Beide sind Kinder von Holocaustgezeichneten, die Auschwitz überlebt haben, nicht aber ihr Trauma. Beide begeben sich auf die Suche nach der elterlichen Vergangenheit mit Hilfe von Zeichnungen. Während Spiegelman für seine Erinnerungsarbeit die grafic novel genutzt hat, greift Bernice Eisenstein in ihrem Buch „Ich war das Kind von Holocaustüberlebenden“ Elemente der grafic novel auf und mischt sie zwischen die epische Form.
Keine farbigen Zeichnungen sind es, die einen Blick in die elterliche Vergangenheit werfen. Denn dafür ist das Erlebnis des Holocaust zu düster. Die Bilder und ein über Seiten gesetzter Comic sind in schwarz-weiß gehalten. Gedanken- und Sprechblasen bringen das zum Ausdruck, was unaussprechbar ist und auf den Eltern sowie auf Bernice lastet.
Barek und Regina Eisenstein hüllen sich in ein tiefes Schweigen über die Schatten der Vergangenheit, die von Verlust gekennzeichnet sind. Verlust der Heimat und Verlust der Familie. Barek bleibt allein zurück. Tod ist der Vater Mottl, die Mutter Surale, sein Bruder Jacob und seine Schwestern Binche und Hannah.

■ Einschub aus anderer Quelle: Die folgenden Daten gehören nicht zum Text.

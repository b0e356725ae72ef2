//! # sqlfront
//!
//! Client-side building blocks for talking to SQL Server.
//!
//! sqlfront provides:
//! - Connection string resolution: synonyms, defaults, typed values and
//!   cross-field validation into an immutable, hashable options value
//! - Batched commands: many commands sent in one round trip, with results
//!   read back per command
//! - A logging bootstrap driven by `SQLFRONT_*` environment variables
//!
//! ## Quick Start
//!
//! ```rust
//! use sqlfront::prelude::*;
//!
//! let resolver = Resolver::with_host(StaticHost::new());
//! let opts = resolver.resolve("Server=db;Database=orders;Integrated Security=SSPI").unwrap();
//! assert!(opts.integrated_security());
//!
//! let mut batch = CommandSet::new();
//! batch.set_command_timeout(opts.command_timeout() as u32).unwrap();
//! let ordinal = batch
//!     .append(&Command::text("UPDATE orders SET shipped = 1 WHERE id = @id").param(SqlParameter::new("@id", 10)))
//!     .unwrap();
//! assert_eq!(ordinal, 0);
//! ```

#![cfg_attr(docsrs, feature(doc_cfg))]
#![deny(missing_docs)]
#![deny(rustdoc::broken_intra_doc_links)]

pub mod logging;

/// Connection string grammar, resolution and resolved options.
pub mod options {
    pub use sqlfront_options::*;
}

/// Batched command aggregation.
pub mod batch {
    pub use sqlfront_batch::*;
}

/// Prelude module for convenient imports.
pub mod prelude {
    pub use crate::batch::{
        BatchError, BatchExecutor, BatchOutcomes, BatchResult, Command, CommandSet, CommandType,
        ExecutionContext, ExecutionHandle, OperationOutcome, SqlParameter,
    };
    pub use crate::options::{
        AuthenticationMethod, HostEnvironment, OptionsError, OptionsResult, ResolvedConnectionOptions,
        Resolver, StaticHost, SystemHost,
    };
}

// Re-export key types at the crate root
pub use batch::{BatchError, CommandSet};
pub use options::{OptionsError, ResolvedConnectionOptions, Resolver};
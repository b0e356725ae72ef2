//! Fuzz target for appending commands to a batch.
//!
//! Run with:
//! ```bash
//! cargo +nightly fuzz run fuzz_command_set
//! ```

#![no_main]

use arbitrary::Arbitrary;
use libfuzzer_sys::fuzz_target;
use sqlfront_batch::{Command, CommandSet, SqlParameter};

#[derive(Debug, Arbitrary)]
struct FuzzParameter {
    name: String,
    payload: Vec<u8>,
    offset: usize,
    size: usize,
}

#[derive(Debug, Arbitrary)]
struct FuzzCommand {
    text: String,
    procedure: bool,
    parameters: Vec<FuzzParameter>,
}

fuzz_target!(|commands: Vec<FuzzCommand>| {
    let mut set = CommandSet::new();
    let mut appended = 0;

    for fuzz in commands {
        let command = if fuzz.procedure {
            Command::procedure(fuzz.text)
        } else {
            Command::text(fuzz.text)
        };
        let command = command.params(fuzz.parameters.into_iter().map(|p| {
            SqlParameter::new(p.name, p.payload)
                .with_offset(p.offset)
                .with_size(p.size)
        }));

        match set.append(&command) {
            Ok(ordinal) => {
                assert_eq!(ordinal, appended);
                appended += 1;
            }
            Err(err) => assert!(err.is_append_error()),
        }
    }

    assert_eq!(set.command_count().ok(), Some(appended));
});
//! Parameter name validation and independent copies of parameter values.

use std::sync::LazyLock;

use regex::Regex;

use crate::error::{BatchError, BatchResult};
use crate::parameter::{ParameterSnapshot, ParameterValue, SqlParameter};

/// Identifier grammar for batched parameter names.
pub const PARAMETER_NAME_PATTERN: &str =
    r"^@[\p{Lo}\p{Lu}\p{Ll}\p{Lm}_@#][\p{Lo}\p{Lu}\p{Ll}\p{Lm}\p{Nd}\x{FF3F}_@#\$]*$";

static PARAMETER_NAME: LazyLock<Option<Regex>> =
    LazyLock::new(|| Regex::new(PARAMETER_NAME_PATTERN).ok());

/// Check a parameter name against the identifier grammar.
///
/// ```rust
/// use sqlfront_batch::is_valid_parameter_name;
///
/// assert!(is_valid_parameter_name("@_valid1"));
/// assert!(is_valid_parameter_name("@Größe"));
/// assert!(!is_valid_parameter_name("@1bad"));
/// assert!(!is_valid_parameter_name("@id; DROP TABLE t"));
/// ```
pub fn is_valid_parameter_name(name: &str) -> bool {
    PARAMETER_NAME
        .as_ref()
        .is_some_and(|pattern| pattern.is_match(name))
}

/// Copy the `offset`/`size` window of an array into fresh storage.
///
/// A zero `size` takes everything after `offset`. An offset past the end
/// yields an empty copy.
pub fn copy_window<T: Copy>(source: &[T], offset: usize, size: usize) -> Vec<T> {
    let remaining = source.len().saturating_sub(offset);
    let len = if size > 0 { size.min(remaining) } else { remaining };
    if len == 0 {
        return Vec::new();
    }
    source[offset..offset + len].to_vec()
}

/// Take an independent snapshot of `param` for batching.
///
/// Byte and character arrays are copied through [`copy_window`] and the
/// snapshot offset becomes zero. Cloneable values are copied with their own
/// clone. Shared values keep pointing at the caller's value.
pub fn sanitize(param: &SqlParameter) -> BatchResult<ParameterSnapshot> {
    if !is_valid_parameter_name(&param.name) {
        return Err(BatchError::InvalidParameterName(param.name.clone()));
    }

    let (value, offset) = match &param.value {
        ParameterValue::Bytes(bytes) => (
            ParameterValue::Bytes(copy_window(bytes, param.offset, param.size)),
            0,
        ),
        ParameterValue::Chars(chars) => (
            ParameterValue::Chars(copy_window(chars, param.offset, param.size)),
            0,
        ),
        other => (other.clone(), param.offset),
    };

    Ok(ParameterSnapshot {
        name: param.name.clone(),
        direction: param.direction,
        value,
        offset,
        size: param.size,
    })
}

Der von der Mutter geschmuggelte Ring eines Auschwitztoten ist alles, was ihr am Ende bleibt. Dieser Ring besiegelt den Anfang ihrer Ehe mit Barek. Nach dem Tod des Vaters geht dieses „bittersüße Erbe“ auf Bernice über. Die für Mutter und Tochter unaussprechliche Bedeutung dieses Rings wird deutlich in einer für beide stehenden Gedankenblase „Weisst du, was dieser Ring mir bedeutet …“. Für die Mutter die Bindung nicht nur eines gemeinsamen Lebens, sondern auch die Verschmelzung der gemeinsam durchlebten und beständigen Vergangenheit, die Auschwitz in sich trägt. Eine Beständigkeit, deren Schatten auf Bernice übergegangen ist. Denn auch mit der Auswanderung der Eltern 1948 nach Kanada wandert dieser Schatten mit. „In dem neuen Land angekommen, war meinen Eltern und ihren Freunden nicht bewusst, dass ihre Vergangenheit einen unsichtbaren Schatten über das Leben derer zeichnete, die sie zur Welt brachten …“.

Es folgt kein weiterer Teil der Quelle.